Mechanism and application of nitric oxide synthase neurochemical plasticity in lower urinary tract dysfunction of rats with spinal cord injury

ZHANG Fan, LIAO Li-min   

  1. Department of Urology, China Rehabilitation Research Center, College of Rehabilitation, Capital Medical University, Beijing 100086, China
  • Online:2012-04-28 Published:2012-04-27
  • Supported by:

    Foundation of the Ministry of Science and Technology of China, 2008BAI50B06

Abstract:

Objective To investigate the expression of nitric oxide synthase (NOS) in afferent nerve of lower urinary tract and the effect of intrathecal injection of NOS inhibitors on cystometry parameters in rats with complete spinal cord injury (SCI). Methods ①Twenty-four SD rats were randomly divided into normal control group A, SCI 1 week group, SCI 4 weeks group and SCI 8 weeks group, with 6 rats in each group, and complete SCI model was established in SCI 1 week group, SCI 4 weeks group and SCI 8 weeks group by T10 spinal segment resection. The expression of neuronal NOS (nNOS) and inducible NOS (iNOS) in L6 to S1 spinal segment in each group of rats was detected by immunohistochemistry. ②Another 16 SD rats were randomly divided into normal control group B (n=9) and injury group (n=7), and complete SCI model was established in injury group by T10 spinal segment resection.

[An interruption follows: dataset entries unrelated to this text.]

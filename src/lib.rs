//! User CRUD - create, list, read, update and delete users over HTTP.
//!
//! A single `users` table (`id`, `name`, `age`) behind five JSON endpoints.
//! Missing users are never errors: reads answer `{}` and writes do nothing.
//!
//! # Architecture Layers
//!
//! - **cli**: Command-line interface
//! - **commands**: CLI command implementations
//! - **config**: Application configuration and constants
//! - **domain**: The `User` entity and request-field mapping
//! - **services**: The request-to-store mapping of each operation
//! - **infra**: Database lifecycle, migrations and the user store
//! - **api**: HTTP handlers, extractors and routes
//! - **errors**: Centralized error handling
//!
//! # CLI Usage
//!
//! ```bash
//! # Start the server
//! cargo run -- serve
//!
//! # Start with a freshly wiped in-memory store
//! APP_ENV=test cargo run -- serve
//!
//! # Run migrations
//! cargo run -- migrate up
//! ```

pub mod api;
pub mod cli;
pub mod commands;
pub mod config;
pub mod domain;
pub mod errors;
pub mod infra;
pub mod services;

// Re-export commonly used types at crate root
pub use api::AppState;
pub use config::Config;
pub use domain::User;
pub use errors::{AppError, AppResult};
pub use infra::Database;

Four weeks after model establishment, intrathecal injections of 0.1 mL normal saline, 1 μmol nNOS inhibitor and 1 μmol iNOS inhibitor were performed in two groups, and the cystometry parameters were measured in two groups before and after treatment. Results ①The numbers of cells with positive expression of nNOS in spinal dorsal horn in SCI 1 week group and SCI 4 weeks group [(5.5±2.7)/visual field and (10.3±7.9)/visual field] were significantly larger than that in normal control group A [(2.0±1.5)/visual field] (P<0.05), and the number of cells with positive expression of nNOS in spinal ventral horn in SCI 8 weeks group [(6.7±1.5)/visual field] was significantly larger than that in normal control group A [(4.3±1.5)/visual field] (P<0.05). ②The maximum bladder capacity after intrathecal injection of nNOS inhibitor was significantly larger than that before treatment in injury group [(1.58±0.94)mL vs (1.06±0.70) mL](P<0.05). Conclusion Nitric oxide in spinal level may not participate in normal micturition reflex. Nitric oxide-related neurochemical changes in lumbosacral neurons participate in the emergence of spinal micturition reflex following SCI. The manipulation of nitric oxide production may help to treat lower urinary tract dysfunction after SCI.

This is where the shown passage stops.